** Opening EXERCISE INPUTS block **

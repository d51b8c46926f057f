//! Tracked executions
//!
//! A [`TrackedExecution`] is the live side of one command: its state,
//! its cancellation token and a token that fires once the execution has
//! been removed from the session. [`ExecutionRecord`] is the plain-data
//! view handed out through status queries.

use chrono::{DateTime, Utc};
use parking_lot::Mutex;
use serde::{Deserialize, Serialize};
use std::sync::atomic::{AtomicU32, Ordering};
use tokio_util::sync::CancellationToken;

/// How an execution is expected to end
#[derive(Debug, Clone, Copy, PartialEq, Eq, Hash, Serialize, Deserialize)]
#[serde(rename_all = "snake_case")]
pub enum ExecutionKind {
    /// Runs to completion
    Adhoc,
    /// Long-running dev server, ends only when stopped
    Server,
}

/// Lifecycle of an execution
#[derive(Debug, Clone, Copy, PartialEq, Eq, Hash, Serialize, Deserialize)]
#[serde(rename_all = "snake_case")]
pub enum ExecutionState {
    Running,
    Completed,
    Failed,
    TimedOut,
    Cancelled,
}

impl ExecutionState {
    pub fn is_terminal(&self) -> bool {
        !matches!(self, ExecutionState::Running)
    }
}

impl std::fmt::Display for ExecutionState {
    fn fmt(&self, f: &mut std::fmt::Formatter<'_>) -> std::fmt::Result {
        let s = match self {
            ExecutionState::Running => "RUNNING",
            ExecutionState::Completed => "COMPLETED",
            ExecutionState::Failed => "FAILED",
            ExecutionState::TimedOut => "TIMED_OUT",
            ExecutionState::Cancelled => "CANCELLED",
        };
        f.write_str(s)
    }
}

/// Snapshot of one tracked execution
#[derive(Debug, Clone, PartialEq, Eq, Serialize, Deserialize)]
pub struct ExecutionRecord {
    pub command_id: String,
    pub command: String,
    pub kind: ExecutionKind,
    pub state: ExecutionState,
    pub started_at: DateTime<Utc>,
    pub port: u16,
    pub pid: Option<u32>,
}

/// Outcome of a kill request
#[derive(Debug, Clone, PartialEq, Eq, Serialize, Deserialize)]
pub struct KillResult {
    pub success: bool,
    #[serde(skip_serializing_if = "Option::is_none")]
    pub error: Option<String>,
}

impl KillResult {
    pub fn success() -> Self {
        Self {
            success: true,
            error: None,
        }
    }

    pub fn failure(error: impl Into<String>) -> Self {
        Self {
            success: false,
            error: Some(error.into()),
        }
    }
}

/// Live state of one execution
#[derive(Debug)]
pub struct TrackedExecution {
    id: String,
    command: String,
    kind: ExecutionKind,
    port: u16,
    started_at: DateTime<Utc>,
    pid: AtomicU32,
    state: Mutex<ExecutionState>,
    cancel: CancellationToken,
    finished: CancellationToken,
}

impl TrackedExecution {
    pub(crate) fn new(id: String, command: String, kind: ExecutionKind, port: u16) -> Self {
        Self {
            id,
            command,
            kind,
            port,
            started_at: Utc::now(),
            pid: AtomicU32::new(0),
            state: Mutex::new(ExecutionState::Running),
            cancel: CancellationToken::new(),
            finished: CancellationToken::new(),
        }
    }

    pub fn id(&self) -> &str {
        &self.id
    }

    pub fn command(&self) -> &str {
        &self.command
    }

    pub fn kind(&self) -> ExecutionKind {
        self.kind
    }

    pub fn port(&self) -> u16 {
        self.port
    }

    pub fn state(&self) -> ExecutionState {
        *self.state.lock()
    }

    pub fn pid(&self) -> Option<u32> {
        match self.pid.load(Ordering::SeqCst) {
            0 => None,
            pid => Some(pid),
        }
    }

    pub(crate) fn set_pid(&self, pid: Option<u32>) {
        self.pid.store(pid.unwrap_or(0), Ordering::SeqCst);
    }

    /// Move from `Running` to a terminal state
    ///
    /// Returns false if another path already settled the execution.
    pub fn finish(&self, terminal: ExecutionState) -> bool {
        debug_assert!(terminal.is_terminal());
        let mut state = self.state.lock();
        if state.is_terminal() {
            return false;
        }
        *state = terminal;
        true
    }

    /// Settle as cancelled and signal the owning task
    pub fn request_cancel(&self) -> bool {
        let settled = self.finish(ExecutionState::Cancelled);
        if settled {
            self.cancel.cancel();
        }
        settled
    }

    /// Token the owning task listens on for cancellation
    pub fn cancel_token(&self) -> &CancellationToken {
        &self.cancel
    }

    /// Resolves once the execution has left the session
    pub async fn wait_finished(&self) {
        self.finished.cancelled().await
    }

    pub fn is_finished(&self) -> bool {
        self.finished.is_cancelled()
    }

    pub(crate) fn mark_finished(&self) {
        self.finished.cancel();
    }

    pub fn record(&self) -> ExecutionRecord {
        ExecutionRecord {
            command_id: self.id.clone(),
            command: self.command.clone(),
            kind: self.kind,
            state: self.state(),
            started_at: self.started_at,
            port: self.port,
            pid: self.pid(),
        }
    }
}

** Closing EXERCISE INPUTS block **

* [PROBLEM]
Each entry given above is to be duplicated exactly.

* [EXERCISE OUTPUT]
repository d51b8c46926f057f
//! Tracked executions
//!
//! A [`TrackedExecution`] is the live side of one command: its state,
//! its cancellation token and a token that fires once the execution has
//! been removed from the session. [`ExecutionRecord`] is the plain-data
//! view handed out through status queries.

use chrono::{DateTime, Utc};
use parking_lot::Mutex;
use serde::{Deserialize, Serialize};
use std::sync::atomic::{AtomicU32, Ordering};
use tokio_util::sync::CancellationToken;

/// How an execution is expected to end
#[derive(Debug, Clone, Copy, PartialEq, Eq, Hash, Serialize, Deserialize)]
#[serde(rename_all = "snake_case")]
pub enum ExecutionKind {
    /// Runs to completion
    Adhoc,
    /// Long-running dev server, ends only when stopped
    Server,
}

/// Lifecycle of an execution
#[derive(Debug, Clone, Copy, PartialEq, Eq, Hash, Serialize, Deserialize)]
#[serde(rename_all = "snake_case")]
pub enum ExecutionState {
    Running,
    Completed,
    Failed,
    TimedOut,
    Cancelled,
}

impl ExecutionState {
    pub fn is_terminal(&self) -> bool {
        !matches!(self, ExecutionState::Running)
    }
}

impl std::fmt::Display for ExecutionState {
    fn fmt(&self, f: &mut std::fmt::Formatter<'_>) -> std::fmt::Result {
        let s = match self {
            ExecutionState::Running => "RUNNING",
            ExecutionState::Completed => "COMPLETED",
            ExecutionState::Failed => "FAILED",
            ExecutionState::TimedOut => "TIMED_OUT",
            ExecutionState::Cancelled => "CANCELLED",
        };
        f.write_str(s)
    }
}

/// Snapshot of one tracked execution
#[derive(Debug, Clone, PartialEq, Eq, Serialize, Deserialize)]
pub struct ExecutionRecord {
    pub command_id: String,
    pub command: String,
    pub kind: ExecutionKind,
    pub state: ExecutionState,
    pub started_at: DateTime<Utc>,
    pub port: u16,
    pub pid: Option<u32>,
}

/// Outcome of a kill request
#[derive(Debug, Clone, PartialEq, Eq, Serialize, Deserialize)]
pub struct KillResult {
    pub success: bool,
    #[serde(skip_serializing_if = "Option::is_none")]
    pub error: Option<String>,
}

impl KillResult {
    pub fn success() -> Self {
        Self {
            success: true,
            error: None,
        }
    }

    pub fn failure(error: impl Into<String>) -> Self {
        Self {
            success: false,
            error: Some(error.into()),
        }
    }
}

/// Live state of one execution
#[derive(Debug)]
pub struct TrackedExecution {
    id: String,
    command: String,
    kind: ExecutionKind,
    port: u16,
    started_at: DateTime<Utc>,
    pid: AtomicU32,
    state: Mutex<ExecutionState>,
    cancel: CancellationToken,
    finished: CancellationToken,
}

impl TrackedExecution {
    pub(crate) fn new(id: String, command: String, kind: ExecutionKind, port: u16) -> Self {
        Self {
            id,
            command,
            kind,
            port,
            started_at: Utc::now(),
            pid: AtomicU32::new(0),
            state: Mutex::new(ExecutionState::Running),
            cancel: CancellationToken::new(),
            finished: CancellationToken::new(),
        }
    }

    pub fn id(&self) -> &str {
        &self.id
    }

    pub fn command(&self) -> &str {
        &self.command
    }

    pub fn kind(&self) -> ExecutionKind {
        self.kind
    }

    pub fn port(&self) -> u16 {
        self.port
    }

    pub fn state(&self) -> ExecutionState {
        *self.state.lock()
    }

    pub fn pid(&self) -> Option<u32> {
        match self.pid.load(Ordering::SeqCst) {
            0 => None,
            pid => Some(pid),
        }
    }

    pub(crate) fn set_pid(&self, pid: Option<u32>) {
        self.pid.store(pid.unwrap_or(0), Ordering::SeqCst);
    }

    /// Move from `Running` to a terminal state
    ///
    /// Returns false if another path already settled the execution.
    pub fn finish(&self, terminal: ExecutionState) -> bool {
        debug_assert!(terminal.is_terminal());
        let mut state = self.state.lock();
        if state.is_terminal() {
            return false;
        }
        *state = terminal;
        true
    }

    /// Settle as cancelled and signal the owning task
    pub fn request_cancel(&self) -> bool {
        let settled = self.finish(ExecutionState::Cancelled);
        if settled {
            self.cancel.cancel();
        }
        settled
    }

    /// Token the owning task listens on for cancellation
    pub fn cancel_token(&self) -> &CancellationToken {
        &self.cancel
    }

    /// Resolves once the execution has left the session
    pub async fn wait_finished(&self) {
        self.finished.cancelled().await
    }

    pub fn is_finished(&self) -> bool {
        self.finished.is_cancelled()
    }

    pub(crate) fn mark_finished(&self) {
        self.finished.cancel();
    }

    pub fn record(&self) -> ExecutionRecord {
        ExecutionRecord {
            command_id: self.id.clone(),
            command: self.command.clone(),
            kind: self.kind,
            state: self.state(),
            started_at: self.started_at,
            port: self.port,
            pid: self.pid(),
        }
    }
}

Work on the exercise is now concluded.